Voice agents in 2026 finally feel natural. Sub-second responses, clean interruption handling, multilingual, in-context memory. The Realtime APIs from OpenAI, Google, and ElevenLabs collapsed an architecture that took 8 months in 2023 into something you can ship in a week. This post is the working guide.

What changed

Old pipeline (2023):

Mic → ASR → text → LLM → text → TTS → Speaker
        +500ms     +2000ms   +500ms = 3 seconds

New pipeline (2026, Realtime APIs):

Mic → Realtime API → Speaker
       end-to-end ~700ms

The realtime APIs do speech-to-speech directly. The model “thinks in voice” rather than transcribing → generating text → synthesizing. Result: lower latency, more natural prosody, faster interruption handling.

The contenders

StrengthsLatencyBest for
OpenAI RealtimeMature, function calling, broad voice options600–900msGeneral voice agents
Gemini LiveLong context, video understanding700–1000msMultimodal agents
ElevenLabs ConversationalBest TTS quality800–1200msProduction-grade voice
Anthropic Realtime (rolling out 2026)Tool use, long reasoning800–1100msReasoning-heavy agents
Custom (ASR + LLM + TTS)Full control1500–3000msNiche needs only

For most production work in 2026, OpenAI Realtime or ElevenLabs are the right starting points.
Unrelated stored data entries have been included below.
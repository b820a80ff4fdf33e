//! Handlers for `/api/facts` endpoints.
//!
//! | Method | Path | Notes |
//! |--------|------|-------|
//! | `GET`  | `/api/facts` | `?limit=N`, random sample |
//! | `GET`  | `/api/facts/top` | `?limit=N`, by score |
//! | `GET`  | `/api/facts/{id}` | Single fact |
//! | `POST` | `/api/facts` | Body: [`CreateBody`]; returns 201 + stored fact |
//! | `POST` | `/api/facts/{id}/vote` | Body: [`VoteBody`]; returns the updated fact |
//!
//! Every handler resolves the caller's session first, so the session cookie
//! is minted on whichever request arrives first.

use axum::{
  Json,
  extract::{Path, Query, State, rejection::JsonRejection},
  http::StatusCode,
  response::IntoResponse,
};
use axum_extra::extract::CookieJar;
use factwall_core::{
  fact::{Fact, FactView, NewFact},
  store::{FactStore, MAX_FEED_LIMIT},
  vote::VoteType,
};
use serde::Deserialize;
use tracing::{debug, info};
use uuid::Uuid;

use crate::{AppState, error::Error, session};

/// Feed size when `limit` is absent or unparseable.
pub const DEFAULT_FEED_LIMIT: usize = 10;

// ─── Feeds ────────────────────────────────────────────────────────────────────

#[derive(Debug, Deserialize)]
pub struct FeedParams {
  /// Kept as text so a malformed value falls back to the default instead of
  /// rejecting the request.
  pub limit: Option<String>,
}

impl FeedParams {
  pub fn limit(&self) -> usize {
    self
      .limit
      .as_deref()
      .and_then(|s| s.trim().parse::<i64>().ok())
      .map_or(DEFAULT_FEED_LIMIT, |n| n.clamp(0, MAX_FEED_LIMIT as i64) as usize)
  }
}

/// `GET /api/facts[?limit=N]`
pub async fn random<S>(
  State(state): State<AppState<S>>,
  jar: CookieJar,
  Query(params): Query<FeedParams>,
) -> Result<(CookieJar, Json<Vec<FactView>>), Error>
where
  S: FactStore + Clone + 'static,
{
  let (jar, session) = session::get_or_create(jar, &state.config);
  let facts = state
    .store
    .random_sample(params.limit(), session)
    .await
    .map_err(|e| Error::Store(Box::new(e)))?;
  Ok((jar, Json(facts)))
}

/// `GET /api/facts/top[?limit=N]`
pub async fn top<S>(
  State(state): State<AppState<S>>,
  jar: CookieJar,
  Query(params): Query<FeedParams>,
) -> Result<(CookieJar, Json<Vec<FactView>>), Error>
where
  S: FactStore + Clone + 'static,
{
  let (jar, session) = session::get_or_create(jar, &state.config);
  let facts = state
    .store
    .top_ranked(params.limit(), session)
    .await
    .map_err(|e| Error::Store(Box::new(e)))?;
  Ok((jar, Json(facts)))
}

// ─── Get one ──────────────────────────────────────────────────────────────────

/// Path ids that are not UUIDs cannot name a fact, so they are reported as
/// missing rather than malformed.
pub(crate) fn parse_fact_id(raw: &str) -> Result<Uuid, Error> {
  Uuid::parse_str(raw).map_err(|_| Error::not_found("fact"))
}

/// `GET /api/facts/{id}`
pub async fn get_one<S>(
  State(state): State<AppState<S>>,
  jar: CookieJar,
  Path(id): Path<String>,
) -> Result<(CookieJar, Json<FactView>), Error>
where
  S: FactStore + Clone + 'static,
{
  let (jar, session) = session::get_or_create(jar, &state.config);
  let id = parse_fact_id(&id)?;
  let fact = state
    .store
    .get_by_id(id, session)
    .await
    .map_err(|e| Error::Store(Box::new(e)))?
    .ok_or_else(|| Error::not_found("fact"))?;
  Ok((jar, Json(fact)))
}

// ─── Create ───────────────────────────────────────────────────────────────────

#[derive(Debug, Deserialize)]
#[serde(rename_all = "camelCase")]
pub struct CreateBody {
  pub content:     String,
  pub author_name: String,
}

/// `POST /api/facts`
pub async fn create<S>(
  State(state): State<AppState<S>>,
  jar: CookieJar,
  body: Result<Json<CreateBody>, JsonRejection>,
) -> Result<impl IntoResponse, Error>
where
  S: FactStore + Clone + 'static,
{
  let (jar, session) = session::get_or_create(jar, &state.config);
  let Json(body) = body?;
  let input = NewFact::new(&body.content, &body.author_name, session)?;

  let fact: Fact = state
    .store
    .create(input)
    .await
    .map_err(|e| Error::Store(Box::new(e)))?;

  info!(fact_id = %fact.id, author = %fact.author_name, "fact submitted");
  Ok((StatusCode::CREATED, jar, Json(fact)))
}

// ─── Vote ─────────────────────────────────────────────────────────────────────

#[derive(Debug, Deserialize)]
#[serde(rename_all = "camelCase")]
pub struct VoteBody {
  /// `"up"` or `"down"`.
  pub vote_type: String,
}

/// `POST /api/facts/{id}/vote`
///
/// Repeating a vote withdraws it; voting the other way flips it. Voting on
/// one's own fact is forbidden.
pub async fn vote<S>(
  State(state): State<AppState<S>>,
  jar: CookieJar,
  Path(id): Path<String>,
  body: Result<Json<VoteBody>, JsonRejection>,
) -> Result<(CookieJar, Json<FactView>), Error>
where
  S: FactStore + Clone + 'static,
{
  let (jar, session) = session::get_or_create(jar, &state.config);
  let Json(body) = body?;
  let vote_type: VoteType = body
    .vote_type
    .parse()
    .map_err(|_| Error::BadRequest("invalid vote type".to_string()))?;
  let id = parse_fact_id(&id)?;

  let target = state
    .store
    .get_by_id(id, session.clone())
    .await
    .map_err(|e| Error::Store(Box::new(e)))?
    .ok_or_else(|| Error::not_found("fact"))?;
  if target.fact.is_owned_by(&session) {
    return Err(Error::Forbidden("cannot vote on your own fact".to_string()));
  }

  let updated = state
    .store
    .cast_vote(id, session, vote_type)
    .await
    .map_err(|e| Error::Store(Box::new(e)))?
    .ok_or_else(|| Error::not_found("fact"))?;

  debug!(fact_id = %id, vote = vote_type.as_str(), "vote applied");
  Ok((jar, Json(updated)))
}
A working OpenAI Realtime client

import asyncio
import websockets
import json
import os

URL = "wss://api.openai.com/v1/realtime?model=gpt-realtime-2024-12"

async def voice_agent():
    async with websockets.connect(
        URL,
        extra_headers={"Authorization": f"Bearer {os.environ['OPENAI_API_KEY']}",
                       "OpenAI-Beta": "realtime=v1"},
    ) as ws:
        # Configure session
        await ws.send(json.dumps({
            "type": "session.update",
            "session": {
                "modalities": ["audio", "text"],
                "instructions": "You are a helpful voice assistant. Be concise.",
                "voice": "alloy",
                "input_audio_format": "pcm16",
                "output_audio_format": "pcm16",
                "turn_detection": {"type": "server_vad", "threshold": 0.5},
            }
        }))

        async for raw in ws:
            event = json.loads(raw)
            t = event.get("type")
            if t == "response.audio.delta":
                audio_chunk = event["delta"]              # base64 PCM16
                speaker.write(audio_chunk)
            elif t == "response.audio_transcript.delta":
                print(event["delta"], end="", flush=True)  # for debugging
            elif t == "input_audio_buffer.speech_started":
                # User started speaking — stop output
                speaker.flush_and_clear()

The model handles ASR + thinking + TTS in one stream. Your client sends mic audio, plays output audio, and reacts to events.

Voice Activity Detection (VAD)

The realtime APIs ship server-side VAD. The server detects when the user starts speaking and when they stop. On stop, it triggers the response.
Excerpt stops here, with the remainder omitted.